Decisions trees are the collections of "questions" that you pose, relative to some data characteristics (the features, in ML jargon), to arrive determining some other unknown characteristics (the labels). In the board game the unknown characteristics is the name of the character, and it is unique across the board. But more in general it can be a characteristic shared by many individuals. For example, we could play Guess Who? with the objective to determine the sex of the character (without of course the possibility to ask about it).

It then becomes obvious that the "best" question is those that can split our records the most evenly possible in groups based on the desired feature. In the example above asking if the character has barb, or earrings, would likely be good questions to ask.

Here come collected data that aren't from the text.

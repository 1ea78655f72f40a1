//! Authentication gate.
//!
//! switchyard does not verify credentials itself. [`RequireAuth`] hands the
//! raw credential header to an [`IdentityProvider`] and stores the resulting
//! [`Identity`] in the request extensions for handlers to read.

use std::collections::HashMap;
use std::future::Future;
use std::pin::Pin;
use std::sync::Arc;

use http::{header, HeaderName, StatusCode};

use super::{Middleware, Next, Rejection};
use crate::handler::BoxFuture;
use crate::request::Request;
use crate::response::IntoResponse;

/// An authenticated caller.
#[derive(Clone, Debug, PartialEq, Eq)]
pub struct Identity {
    pub subject: String,
}

/// Resolves a credential string to an [`Identity`].
///
/// Implementations may suspend (e.g. to call a remote identity service);
/// other requests keep running meanwhile.
pub trait IdentityProvider: Send + Sync + 'static {
    fn identify<'a>(
        &'a self,
        credentials: &'a str,
    ) -> Pin<Box<dyn Future<Output = Option<Identity>> + Send + 'a>>;
}

/// In-memory provider mapping exact credential strings to subjects.
#[derive(Clone, Debug, Default)]
pub struct StaticTokens(HashMap<String, String>);

impl StaticTokens {
    pub fn new() -> Self {
        Self::default()
    }

    pub fn insert(mut self, credentials: impl Into<String>, subject: impl Into<String>) -> Self {
        self.0.insert(credentials.into(), subject.into());
        self
    }
}

impl IdentityProvider for StaticTokens {
    fn identify<'a>(
        &'a self,
        credentials: &'a str,
    ) -> Pin<Box<dyn Future<Output = Option<Identity>> + Send + 'a>> {
        let identity = self.0.get(credentials).map(|subject| Identity { subject: subject.clone() });
        Box::pin(async move { identity })
    }
}

/// Rejects requests without valid credentials.
///
/// Rejections use the `{"detail": …}` body shape:
///
/// | Case | Default response |
/// |---|---|
/// | header missing | `401 {"detail": "Authentication header was not provided"}` |
/// | provider returns `None` | `401 {"detail": "Invalid authentication credentials"}` |
#[derive(Clone)]
pub struct RequireAuth {
    provider: Arc<dyn IdentityProvider>,
    header: HeaderName,
    missing: Rejection,
    invalid: Rejection,
}

impl RequireAuth {
    pub fn new(provider: impl IdentityProvider) -> Self {
        Self {
            provider: Arc::new(provider),
            header: header::AUTHORIZATION,
            missing: Rejection::detail(StatusCode::UNAUTHORIZED, "Authentication header was not provided"),
            invalid: Rejection::detail(StatusCode::UNAUTHORIZED, "Invalid authentication credentials"),
        }
    }

    pub fn header(mut self, header: HeaderName) -> Self {
        self.header = header;
        self
    }

    pub fn on_missing(mut self, rejection: Rejection) -> Self {
        self.missing = rejection;
        self
    }

    pub fn on_invalid(mut self, rejection: Rejection) -> Self {
        self.invalid = rejection;
        self
    }
}

impl Middleware for RequireAuth {
    fn call(&self, mut req: Request, next: Next) -> BoxFuture {
        let credentials = match req.headers().get(&self.header).map(|v| v.to_str()) {
            Some(Ok(credentials)) => credentials.to_owned(),
            Some(Err(_)) => {
                let response = self.invalid.clone().into_response();
                return Box::pin(async move { response });
            }
            None => {
                tracing::debug!(header = %self.header, "authentication header missing");
                let response = self.missing.clone().into_response();
                return Box::pin(async move { response });
            }
        };

        let provider = Arc::clone(&self.provider);
        let invalid = self.invalid.clone();
        Box::pin(async move {
            match provider.identify(&credentials).await {
                Some(identity) => {
                    req.extensions_mut().insert(identity);
                    next.run(req).await
                }
                None => {
                    tracing::debug!("credentials rejected by identity provider");
                    invalid.into_response()
                }
            }
        })
    }
}
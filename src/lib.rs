//! # switchyard
//!
//! An embeddable HTTP dispatch core: path and method routing, composable
//! middleware, cooperative request execution.
//!
//! ## What it does
//!
//! - Radix-tree path matching via [`matchit`], with `{name}` captures
//! - Method matching by exact token, so extension methods like `PURGE` route
//!   like `GET` does, and an unregistered token on a known path is `405`
//! - Middleware chains that can be grouped into named, nested [`Stack`]s and
//!   [`Group`]s; grouping is flattened away before the first request
//! - One task per connection on a single-threaded tokio runtime; handlers
//!   that await never block other requests
//! - Graceful shutdown on SIGTERM / Ctrl-C
//!
//! TLS, compression, streaming bodies and static files are left to the
//! proxy in front.
//!
//! ## Quick start
//!
//! ```rust,no_run
//! use switchyard::middleware::{CounterLimit, Trace};
//! use switchyard::{Group, Json, Request, Router, Server, ServerConfig};
//!
//! fn main() -> Result<(), switchyard::Error> {
//!     let app = Router::new()
//!         .layer(Trace)
//!         .get("/users/{id}", get_user)
//!         .route("PURGE", "/users/{id}", purge_user)
//!         .group(Group::new("/metered").layer(CounterLimit::new(100)).post("/echo", echo));
//!
//!     Server::from_config(&ServerConfig::default()).run(app)
//! }
//!
//! async fn get_user(req: Request) -> Json<serde_json::Value> {
//!     Json(serde_json::json!({ "id": req.param("id") }))
//! }
//!
//! async fn purge_user(_req: Request) -> http::StatusCode {
//!     http::StatusCode::NO_CONTENT
//! }
//!
//! async fn echo(req: Request) -> String {
//!     String::from_utf8_lossy(req.body()).into_owned()
//! }
//! ```

mod config;
mod error;
mod executor;
mod handler;
mod method;
mod path;
mod request;
mod response;
mod router;
mod server;

pub mod middleware;

pub use config::ServerConfig;
pub use error::{Error, Result};
pub use executor::Executor;
pub use handler::{BoxFuture, Handler};
pub use method::{Method, MethodSpec};
pub use middleware::{Middleware, Next, Stack};
pub use path::{Params, PathTemplate, Segment};
pub use request::{JsonRejection, Request};
pub use response::{ContentType, IntoResponse, Json, Response, ResponseBuilder};
pub use router::{Group, Matched, RouteError, Router, Routes};
pub use server::Server;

Decision trees algorithms are algorithms that indeed learn from the data to ask the "best" questions to arrive to features in the shortest possible term, i.e. by posing the less amount of questions.

Decision trees are very quick and efficient methods to predict a label, either for classification or for regression, but are highly sensitive to the specific data on which they are trained. Random forests are ensemble of decision trees, each one trained on slightly different data, as the N records available for training are sampled with replacement N times, so some records may appear multiple times, some others are not used for a particular tree (this technique is called boostrapping). Also, each decision trees considers (again, randomly) only a subset of features (dimensions) from the given data during training.

In a Random Forest, the individual decision trees outputs are then aggregated and weighted to provide an output with much less variance than individual trees (the boostrap plus aggregation takes the name of bagging).

The trees that are not been used (sampled) by each decision tree can be used to provide a so called out-of-bag estimate of the validation error without the need to use a separate validation set. Cool, isn't it ?!

BetaML supports Decision Trees and Random forest respectively with the DecisionTreeEstimator and RandomForestEstimator models. As for the other supervised estimators, they can be trained with fit!(model,features,labels) and predictions can be obtained with predict(model,features).

Note that while faster implementations of DT/RF exists (for ex. the DecisionTree.jl package), BetaML RF/DT are quite unique in the way they do not assume any order in the feature dimensions and work straight away, without the need of any preprocessing, with almost any kind of data. Continuous, integer, categorical, custom types... even missing data is supported. Similarly, the kind of job (regression/classification) is automatically determined by the type of the labels, with the option to force a classification job even for numerical labels.

While RF generalise well, still a few hyperparameters are provided in order to improve regularisation:

  • n_trees: Number of trees in the forest [def: 30]
  • max_depth: The maximum depth the tree is allowed to reach. When this is reached the node is forced to become a leaf [def: N, i.e. no limits]
  • min_gain: The minimum information gain to allow for a node's partition [def: 0]
  • min_records: The minimum number of records a node must holds to consider for a partition of it [def: 2]
  • max_features: The maximum number of (random) features to consider at each partitioning [def: √D,]
  • splitting_criterion: Either gini, entropy or variance